Set the listing down once more, exactly as given.

---

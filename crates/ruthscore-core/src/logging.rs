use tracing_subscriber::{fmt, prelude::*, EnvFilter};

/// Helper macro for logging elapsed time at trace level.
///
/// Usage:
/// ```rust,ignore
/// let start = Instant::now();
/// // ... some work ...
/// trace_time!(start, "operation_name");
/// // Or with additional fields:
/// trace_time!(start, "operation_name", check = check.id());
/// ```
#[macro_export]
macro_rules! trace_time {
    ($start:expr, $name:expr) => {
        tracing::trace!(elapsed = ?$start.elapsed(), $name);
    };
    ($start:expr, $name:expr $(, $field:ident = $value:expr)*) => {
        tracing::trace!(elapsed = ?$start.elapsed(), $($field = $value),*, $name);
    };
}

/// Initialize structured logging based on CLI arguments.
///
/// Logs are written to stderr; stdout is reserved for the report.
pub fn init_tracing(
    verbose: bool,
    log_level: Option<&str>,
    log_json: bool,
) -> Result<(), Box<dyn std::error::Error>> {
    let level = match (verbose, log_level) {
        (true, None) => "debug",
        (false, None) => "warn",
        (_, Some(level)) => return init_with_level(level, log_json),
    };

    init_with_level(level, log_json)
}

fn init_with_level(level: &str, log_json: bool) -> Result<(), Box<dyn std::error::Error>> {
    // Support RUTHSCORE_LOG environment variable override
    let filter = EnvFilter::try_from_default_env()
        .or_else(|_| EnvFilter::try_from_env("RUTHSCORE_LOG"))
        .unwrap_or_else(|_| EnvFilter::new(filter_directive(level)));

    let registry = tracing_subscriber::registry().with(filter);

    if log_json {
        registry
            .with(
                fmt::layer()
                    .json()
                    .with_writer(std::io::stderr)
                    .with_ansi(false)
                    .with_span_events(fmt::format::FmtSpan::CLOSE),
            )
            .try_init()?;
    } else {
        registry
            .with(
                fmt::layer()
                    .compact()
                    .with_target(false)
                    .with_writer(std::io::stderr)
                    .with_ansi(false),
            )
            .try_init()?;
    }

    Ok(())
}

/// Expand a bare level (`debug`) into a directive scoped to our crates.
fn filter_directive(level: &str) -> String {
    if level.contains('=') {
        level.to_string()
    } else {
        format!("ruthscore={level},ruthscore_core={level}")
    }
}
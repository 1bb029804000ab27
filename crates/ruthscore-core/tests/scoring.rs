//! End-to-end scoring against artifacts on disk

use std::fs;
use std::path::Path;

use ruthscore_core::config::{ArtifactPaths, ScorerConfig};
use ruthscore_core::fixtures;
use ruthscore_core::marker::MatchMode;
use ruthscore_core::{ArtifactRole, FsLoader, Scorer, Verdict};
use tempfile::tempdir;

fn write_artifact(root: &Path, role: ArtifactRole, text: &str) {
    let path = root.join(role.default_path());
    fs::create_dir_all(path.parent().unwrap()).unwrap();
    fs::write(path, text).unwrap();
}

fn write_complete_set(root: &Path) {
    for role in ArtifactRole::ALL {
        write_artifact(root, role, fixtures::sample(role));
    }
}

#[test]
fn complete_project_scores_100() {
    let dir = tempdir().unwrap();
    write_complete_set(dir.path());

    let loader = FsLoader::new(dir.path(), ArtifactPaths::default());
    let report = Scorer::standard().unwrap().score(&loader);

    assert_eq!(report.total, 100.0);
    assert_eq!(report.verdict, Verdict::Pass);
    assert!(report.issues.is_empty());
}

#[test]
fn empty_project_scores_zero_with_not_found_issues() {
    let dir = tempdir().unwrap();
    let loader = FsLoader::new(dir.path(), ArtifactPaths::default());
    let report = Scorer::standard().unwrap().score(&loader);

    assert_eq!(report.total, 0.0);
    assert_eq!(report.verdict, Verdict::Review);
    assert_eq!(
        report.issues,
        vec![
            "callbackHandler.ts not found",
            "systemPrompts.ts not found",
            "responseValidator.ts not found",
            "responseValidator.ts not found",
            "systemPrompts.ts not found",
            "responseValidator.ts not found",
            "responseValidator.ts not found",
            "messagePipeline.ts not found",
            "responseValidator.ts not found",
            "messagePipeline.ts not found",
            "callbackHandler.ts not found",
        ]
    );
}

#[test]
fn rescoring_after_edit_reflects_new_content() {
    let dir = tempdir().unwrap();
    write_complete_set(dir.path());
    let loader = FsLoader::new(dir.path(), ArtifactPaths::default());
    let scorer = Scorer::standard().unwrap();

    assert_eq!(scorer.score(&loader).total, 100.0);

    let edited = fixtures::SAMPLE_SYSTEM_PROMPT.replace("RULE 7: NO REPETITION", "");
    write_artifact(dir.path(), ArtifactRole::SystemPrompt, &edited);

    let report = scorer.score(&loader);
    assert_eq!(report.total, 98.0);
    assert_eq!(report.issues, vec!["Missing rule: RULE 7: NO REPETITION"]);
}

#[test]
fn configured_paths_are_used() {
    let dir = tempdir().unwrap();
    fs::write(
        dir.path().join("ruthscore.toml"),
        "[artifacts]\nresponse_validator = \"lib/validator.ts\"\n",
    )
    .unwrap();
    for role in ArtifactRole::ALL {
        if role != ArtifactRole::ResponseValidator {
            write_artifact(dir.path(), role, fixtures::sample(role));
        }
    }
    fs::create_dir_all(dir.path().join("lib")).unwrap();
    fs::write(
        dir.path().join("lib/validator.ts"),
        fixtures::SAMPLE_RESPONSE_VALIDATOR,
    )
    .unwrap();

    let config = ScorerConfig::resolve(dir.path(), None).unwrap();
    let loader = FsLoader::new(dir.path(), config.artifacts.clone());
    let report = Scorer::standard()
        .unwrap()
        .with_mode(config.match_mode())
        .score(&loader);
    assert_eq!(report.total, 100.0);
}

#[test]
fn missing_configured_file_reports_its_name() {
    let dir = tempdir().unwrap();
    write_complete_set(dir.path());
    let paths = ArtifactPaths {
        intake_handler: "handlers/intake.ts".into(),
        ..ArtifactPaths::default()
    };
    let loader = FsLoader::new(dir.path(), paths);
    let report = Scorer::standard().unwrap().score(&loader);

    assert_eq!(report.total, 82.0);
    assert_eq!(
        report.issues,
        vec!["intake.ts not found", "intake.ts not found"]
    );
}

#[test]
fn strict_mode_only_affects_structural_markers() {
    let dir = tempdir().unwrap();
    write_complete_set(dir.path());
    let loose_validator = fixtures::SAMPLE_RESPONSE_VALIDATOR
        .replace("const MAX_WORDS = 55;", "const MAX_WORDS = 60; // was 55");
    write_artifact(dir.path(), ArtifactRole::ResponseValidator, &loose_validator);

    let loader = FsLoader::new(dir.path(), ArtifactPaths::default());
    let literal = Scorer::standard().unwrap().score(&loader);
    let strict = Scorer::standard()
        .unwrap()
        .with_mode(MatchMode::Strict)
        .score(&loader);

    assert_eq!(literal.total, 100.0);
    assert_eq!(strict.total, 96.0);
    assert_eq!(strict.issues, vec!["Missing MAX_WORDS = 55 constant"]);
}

---

WRITTEN RESPONSE:
filename crates/ruthscore-core/src/logging.rs
use tracing_subscriber::{fmt, prelude::*, EnvFilter};

/// Helper macro for logging elapsed time at trace level.
///
/// Usage:
/// ```rust,ignore
/// let start = Instant::now();
/// // ... some work ...
/// trace_time!(start, "operation_name");
/// // Or with additional fields:
/// trace_time!(start, "operation_name", check = check.id());
/// ```
#[macro_export]
macro_rules! trace_time {
    ($start:expr, $name:expr) => {
        tracing::trace!(elapsed = ?$start.elapsed(), $name);
    };
    ($start:expr, $name:expr $(, $field:ident = $value:expr)*) => {
        tracing::trace!(elapsed = ?$start.elapsed(), $($field = $value),*, $name);
    };
}

/// Initialize structured logging based on CLI arguments.
///
/// Logs are written to stderr; stdout is reserved for the report.
pub fn init_tracing(
    verbose: bool,
    log_level: Option<&str>,
    log_json: bool,
) -> Result<(), Box<dyn std::error::Error>> {
    let level = match (verbose, log_level) {
        (true, None) => "debug",
        (false, None) => "warn",
        (_, Some(level)) => return init_with_level(level, log_json),
    };

    init_with_level(level, log_json)
}

fn init_with_level(level: &str, log_json: bool) -> Result<(), Box<dyn std::error::Error>> {
    // Support RUTHSCORE_LOG environment variable override
    let filter = EnvFilter::try_from_default_env()
        .or_else(|_| EnvFilter::try_from_env("RUTHSCORE_LOG"))
        .unwrap_or_else(|_| EnvFilter::new(filter_directive(level)));

    let registry = tracing_subscriber::registry().with(filter);

    if log_json {
        registry
            .with(
                fmt::layer()
                    .json()
                    .with_writer(std::io::stderr)
                    .with_ansi(false)
                    .with_span_events(fmt::format::FmtSpan::CLOSE),
            )
            .try_init()?;
    } else {
        registry
            .with(
                fmt::layer()
                    .compact()
                    .with_target(false)
                    .with_writer(std::io::stderr)
                    .with_ansi(false),
            )
            .try_init()?;
    }

    Ok(())
}

/// Expand a bare level (`debug`) into a directive scoped to our crates.
fn filter_directive(level: &str) -> String {
    if level.contains('=') {
        level.to_string()
    } else {
        format!("ruthscore={level},ruthscore_core={level}")
    }
}
repository 1bb029804000ab27
filename crates/ruthscore-core/tests/scoring.rs
//! End-to-end scoring against artifacts on disk

use std::fs;
use std::path::Path;

use ruthscore_core::config::{ArtifactPaths, ScorerConfig};
use ruthscore_core::fixtures;
use ruthscore_core::marker::MatchMode;
use ruthscore_core::{ArtifactRole, FsLoader, Scorer, Verdict};
use tempfile::tempdir;

fn write_artifact(root: &Path, role: ArtifactRole, text: &str) {
    let path = root.join(role.default_path());
    fs::create_dir_all(path.parent().unwrap()).unwrap();
    fs::write(path, text).unwrap();
}

fn write_complete_set(root: &Path) {
    for role in ArtifactRole::ALL {
        write_artifact(root, role, fixtures::sample(role));
    }
}

#[test]
fn complete_project_scores_100() {
    let dir = tempdir().unwrap();
    write_complete_set(dir.path());

    let loader = FsLoader::new(dir.path(), ArtifactPaths::default());
    let report = Scorer::standard().unwrap().score(&loader);

    assert_eq!(report.total, 100.0);
    assert_eq!(report.verdict, Verdict::Pass);
    assert!(report.issues.is_empty());
}

#[test]
fn empty_project_scores_zero_with_not_found_issues() {
    let dir = tempdir().unwrap();
    let loader = FsLoader::new(dir.path(), ArtifactPaths::default());
    let report = Scorer::standard().unwrap().score(&loader);

    assert_eq!(report.total, 0.0);
    assert_eq!(report.verdict, Verdict::Review);
    assert_eq!(
        report.issues,
        vec![
            "callbackHandler.ts not found",
            "systemPrompts.ts not found",
            "responseValidator.ts not found",
            "responseValidator.ts not found",
            "systemPrompts.ts not found",
            "responseValidator.ts not found",
            "responseValidator.ts not found",
            "messagePipeline.ts not found",
            "responseValidator.ts not found",
            "messagePipeline.ts not found",
            "callbackHandler.ts not found",
        ]
    );
}

#[test]
fn rescoring_after_edit_reflects_new_content() {
    let dir = tempdir().unwrap();
    write_complete_set(dir.path());
    let loader = FsLoader::new(dir.path(), ArtifactPaths::default());
    let scorer = Scorer::standard().unwrap();

    assert_eq!(scorer.score(&loader).total, 100.0);

    let edited = fixtures::SAMPLE_SYSTEM_PROMPT.replace("RULE 7: NO REPETITION", "");
    write_artifact(dir.path(), ArtifactRole::SystemPrompt, &edited);

    let report = scorer.score(&loader);
    assert_eq!(report.total, 98.0);
    assert_eq!(report.issues, vec!["Missing rule: RULE 7: NO REPETITION"]);
}

#[test]
fn configured_paths_are_used() {
    let dir = tempdir().unwrap();
    fs::write(
        dir.path().join("ruthscore.toml"),
        "[artifacts]\nresponse_validator = \"lib/validator.ts\"\n",
    )
    .unwrap();
    for role in ArtifactRole::ALL {
        if role != ArtifactRole::ResponseValidator {
            write_artifact(dir.path(), role, fixtures::sample(role));
        }
    }
    fs::create_dir_all(dir.path().join("lib")).unwrap();
    fs::write(
        dir.path().join("lib/validator.ts"),
        fixtures::SAMPLE_RESPONSE_VALIDATOR,
    )
    .unwrap();

    let config = ScorerConfig::resolve(dir.path(), None).unwrap();
    let loader = FsLoader::new(dir.path(), config.artifacts.clone());
    let report = Scorer::standard()
        .unwrap()
        .with_mode(config.match_mode())
        .score(&loader);
    assert_eq!(report.total, 100.0);
}

#[test]
fn missing_configured_file_reports_its_name() {
    let dir = tempdir().unwrap();
    write_complete_set(dir.path());
    let paths = ArtifactPaths {
        intake_handler: "handlers/intake.ts".into(),
        ..ArtifactPaths::default()
    };
    let loader = FsLoader::new(dir.path(), paths);
    let report = Scorer::standard().unwrap().score(&loader);

    assert_eq!(report.total, 82.0);
    assert_eq!(
        report.issues,
        vec!["intake.ts not found", "intake.ts not found"]
    );
}

#[test]
fn strict_mode_only_affects_structural_markers() {
    let dir = tempdir().unwrap();
    write_complete_set(dir.path());
    let loose_validator = fixtures::SAMPLE_RESPONSE_VALIDATOR
        .replace("const MAX_WORDS = 55;", "const MAX_WORDS = 60; // was 55");
    write_artifact(dir.path(), ArtifactRole::ResponseValidator, &loose_validator);

    let loader = FsLoader::new(dir.path(), ArtifactPaths::default());
    let literal = Scorer::standard().unwrap().score(&loader);
    let strict = Scorer::standard()
        .unwrap()
        .with_mode(MatchMode::Strict)
        .score(&loader);

    assert_eq!(literal.total, 100.0);
    assert_eq!(strict.total, 96.0);
    assert_eq!(strict.issues, vec!["Missing MAX_WORDS = 55 constant"]);
}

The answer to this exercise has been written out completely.